No Cenvat Credit on service tax paid on outward fright from the Place of removal
By TIOL Research Team NEW DELHI, FEB 29, 2008 : RULE 2(1) of the Cenvat credit rules has been a subject matter of controversy on the eligibility of Cenvat credit on the goods transport service used for removal of goods from the place of removal. This is because the rule contained both the expressions “ from the place of removal” and ‘upto the place of removal”. This rule reads as: (l) "input service" means any service,-
(i) used by a provider of taxable service for providing an output service; or
(ii) used by the manufacturer, whether directly or indirectly, in or in relation to the manufacture of final products and clearance of final products from the place of removal,
and includes services used in relation to setting up, modernization, renovation or repairs of a factory, premises of provider of output service or an office relating to such factory or premises, advertisement or sales promotion, market research, storage upto the place of removal, procurement of inputs, activities relating to business, such as accounting, auditing, financing, recruitment and quality control, coaching and training, computer networking, credit rating, share registry, and security, inward transportation of inputs or capital goods and outward transportation upto the place of removal.

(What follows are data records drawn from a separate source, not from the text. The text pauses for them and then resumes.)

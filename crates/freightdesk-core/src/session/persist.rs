//! Session persistence: the `auth-storage` document.

use std::io::ErrorKind;
use std::path::{Path, PathBuf};
use std::sync::Mutex;

use thiserror::Error;
use tracing::debug;

use super::AuthSession;

/// Failure while loading or saving the persisted session.
#[derive(Debug, Error)]
pub enum PersistError {
    /// Underlying storage I/O failed.
    #[error("session storage I/O error: {0}")]
    Io(#[from] std::io::Error),

    /// The stored document is not a valid session.
    #[error("session storage holds invalid data: {0}")]
    Corrupt(#[from] serde_json::Error),
}

/// Where the session snapshot lives between runs.
pub trait SessionStore: Send + Sync {
    /// Load the stored session. `Ok(None)` when nothing has been stored yet.
    fn load(&self) -> Result<Option<AuthSession>, PersistError>;

    /// Replace the stored session.
    fn save(&self, session: &AuthSession) -> Result<(), PersistError>;
}

/// One pretty-printed JSON document on disk.
pub struct FileSessionStore {
    path: PathBuf,
}

impl FileSessionStore {
    pub fn new(path: PathBuf) -> Self {
        Self { path }
    }

    /// The backing file path.
    pub fn path(&self) -> &Path {
        &self.path
    }
}

impl SessionStore for FileSessionStore {
    fn load(&self) -> Result<Option<AuthSession>, PersistError> {
        let raw = match std::fs::read_to_string(&self.path) {
            Ok(raw) => raw,
            Err(e) if e.kind() == ErrorKind::NotFound => return Ok(None),
            Err(e) => return Err(e.into()),
        };
        let session = serde_json::from_str(&raw)?;
        Ok(Some(session))
    }

    fn save(&self, session: &AuthSession) -> Result<(), PersistError> {
        if let Some(parent) = self.path.parent() {
            std::fs::create_dir_all(parent)?;
        }
        let doc = serde_json::to_string_pretty(session)?;
        std::fs::write(&self.path, doc)?;
        debug!("session persisted to {}", self.path.display());
        Ok(())
    }
}

/// In-memory store for tests and single-run use.
#[derive(Default)]
pub struct MemorySessionStore {
    slot: Mutex<Option<AuthSession>>,
}

impl MemorySessionStore {
    pub fn new() -> Self {
        Self::default()
    }
}

impl SessionStore for MemorySessionStore {
    fn load(&self) -> Result<Option<AuthSession>, PersistError> {
        Ok(self.slot.lock().expect("session slot poisoned").clone())
    }

    fn save(&self, session: &AuthSession) -> Result<(), PersistError> {
        *self.slot.lock().expect("session slot poisoned") = Some(session.clone());
        Ok(())
    }
}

Even the Tribunal is divided on this issue of whether credit can be allowed on the service tax paid on the outward transport from the place of removal. In India Cements case, the matter was placed before the Larger Bench because of the conflicting decisions (2007-TIOL-1248-CESTAT-BANG).
Perhaps to remove the inconsistency, this Rule has been amended vide Notification 10/2008 CE(NT) dated 1.3.2008 to replace the words “clearance of final products from the place of removal” with “clearance of final products, upto the place of removal”.